Au moment de la Renaissance, le recours au poison pour des motivations illégales et répréhensibles a atteint son point culminant, il est sans doute devenu un outil essentiel pour tout assassin ou meurtrier. Ce pic de popularité du poison dans les cercles criminels était probablement dû, au moins en partie, aux nouvelles découvertes qui avaient été faites sur les poisons. Les alchimistes Italiens ont été les premiers à réaliser, au cours du14ème et du XVe siècle, le potentiel de la combinaison de plusieurs substances toxiques pour créer un effet encore plus puissant que la simple addition des effets de chaque substance prise isolément, et d'autres nouvelles propriétés des poisons sont devenues plus claires. Un nouveau domaine de la science était en train de naître, la discipline connue aujourd'hui sous le nom de toxicologie. Mais la notion de poison, au sein de la société, était tellement étroitement associée à l’idée d’homicide que l'on craignait même de participer à un dîner, de peur que la nourriture ou les boissons ne soient empoisonnées par l'hôte ou l'un des invités.
César Borgia est le fils du Pape Alexandre VI, peut-être l'un des papes dont la légitimité a été la plus contestée, parce qu’il avait utilisé son pouvoir pour promouvoir ses cinq fils à de hautes fonctions. Il avait la réputation être un homme rude et sans pitié, il était craint et on le fuyait. Borgia a été célèbre, non seulement parce qu’il était le fils d'un homme très controversé, mais aussi parce qu'il était connu pour être un meurtrier faisant usage du poison. Dans la citation suivante, Apollinaire décrit ce qu'il considère comme une sorte de " Recette Borgia " utilisée pour l'élimination de ses adversaires :
« La Cantarella.

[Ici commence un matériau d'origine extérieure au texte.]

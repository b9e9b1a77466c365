mod codeforces;
mod config;
mod controllers;
mod init;
mod models;
mod notify;
mod result;
mod scoring;

pub use crate::result::Result;

use std::{net::SocketAddr, sync::Arc, time::Duration};

use axum::Router;
use sqlx::PgPool;
use tokio::sync::broadcast::error::RecvError;
use tower::ServiceBuilder;
use tower_http::{cors::CorsLayer, timeout::TimeoutLayer, trace::TraceLayer};

#[derive(Clone)]
pub struct AppState {
    cfg: Arc<config::Config>,
    db: PgPool,
    archive: Arc<codeforces::ProblemArchive>,
    notifier: notify::Notifier,
}

#[tokio::main]
async fn main() -> Result {
    dotenv::dotenv().ok();
    tracing_subscriber::fmt::init();

    let cfg = config::build();

    let db = init::db::init_pg_pool(&cfg).await?;

    let archive = Arc::new(codeforces::ProblemArchive::new(
        cfg.problem_archive_url.clone(),
    ));

    let notifier = notify::Notifier::new();

    // Real-time transport plugs in here; until one is attached this
    // subscriber drains events so delivery stays fire-and-forget.
    let mut events = notifier.subscribe();
    tokio::spawn(async move {
        loop {
            match events.recv().await {
                Ok(notification) => tracing::debug!(?notification, "notification"),
                Err(RecvError::Lagged(skipped)) => {
                    tracing::warn!(skipped, "notification subscriber lagged")
                }
                Err(RecvError::Closed) => break,
            }
        }
    });

    let addr: SocketAddr = format!("{}:{}", cfg.server_host, cfg.server_port).parse()?;

    let state = AppState {
        cfg: Arc::new(cfg),
        db,
        archive,
        notifier,
    };

    let router = Router::new();

    let router = controllers::add_routes(router);

    let router = router.with_state(state).layer(
        ServiceBuilder::new()
            .layer(TraceLayer::new_for_http())
            .layer(CorsLayer::permissive())
            .layer(TimeoutLayer::new(Duration::from_secs(30))),
    );

    tracing::info!("listening on {addr}");

    axum::Server::bind(&addr)
        .serve(router.into_make_service())
        .await?;

    return Ok(());
}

La substance que Borgia utilisait conjointement avec l’arsenic, mais sans le savoir, était le phosphore, un secret qui avait été divulgué aux Borgia par un moine espagnol, qui connaissait aussi l'antidote spécifique, ainsi qu’un antidote pour l'arsenic, on voit donc qu'ils étaient bien armés. »
— Guillaume Apollinaire
Après la mort du père de César Borgia, circulèrent de nombreuses rumeurs colportant plusieurs théories sur la cause de la mort du pape, même si pour la plupart des gens il s’agissait bien d’un horrible meurtre, probablement par empoisonnement. L'idée d’Apollinaire était que le pape avait été empoisonné par le vin qui était en fait destiné à un autre convive, assis à la table du dîner, le Cardinal de corneto. Sanuto a défendu une théorie similaire, au détail près qu’il mentionnait une boîte de sucreries, au lieu du vin. Quelle qu’en soit la cause, la mort du pape a suscité peu de regrets, elle était attendue après le scandaleux exercice de son pontificat. Des preuves historiques donnent à penser que le pape a effectivement été empoisonné de quelque manière que ce soit, car lorsque son corps a été exposé, il était dans un état de décomposition particulièrement avancé. Afin de ne pas donner prise à la suspicion, il n'a été exposé que de nuit et à la lumière des chandelles.
La disparition de César Borgia n'a pas suscité beaucoup de tristesse non plus, du fait de la réputation qu'il s’était lui-même forgée. Toutefois, sa sœur Lucrèce a porté le deuil de cet homme qui avait été accusé de nombreux crimes. Lucrèce a également été considérée comme une meurtrière, elle peut en effet être tenue pour responsable de certains des méfaits de César.
Au XVIe siècle, l'usage du poison est devenu une sorte d'art et, dans plusieurs villes d’ Italie, y compris Venise et Rome, il existait des écoles enseignant les méthodes de l’empoisonnement et l'art qui en était issu. Plus tôt, au quinzième siècle, une guilde des alchimistes et empoisonneurs connue sous le nom de Conseil des Dix a été formée. Cette secte d’empoisonneurs concluait des contrats d’assassinat avec les personnes qui lui donnaient suffisamment d'argent, et généralement toute personne sur la tête de qui un contrat avait été conclu était assassinée, tuée par une dose indétectable de substances létales.
Le Neopoliani MagioeNaturalis est une publication imprimée pour la première fois juste avant 1590 qui détaillait les subtilités de l'art de l'empoisonnement, et les méthodes les plus efficaces pour commettre un homicide à l'aide de poisons. Le moyen le plus efficace de tuer quelqu'un avec du poison, selon cet ouvrage, était de droguer le vin de quelqu'un, une méthode qui était très populaire à l'époque. Un «mélange très fort» préconisé dans le livre était le Veninum Lupinum qui se composait d'un mélange de d’aconit, de taxus baccata, d’oxyde de calcium, d’arsenic, d’amandes amères et de poudre de verre mélangés avec du miel. Le produit final était une pilule dont la taille approximative était celle d'une noix.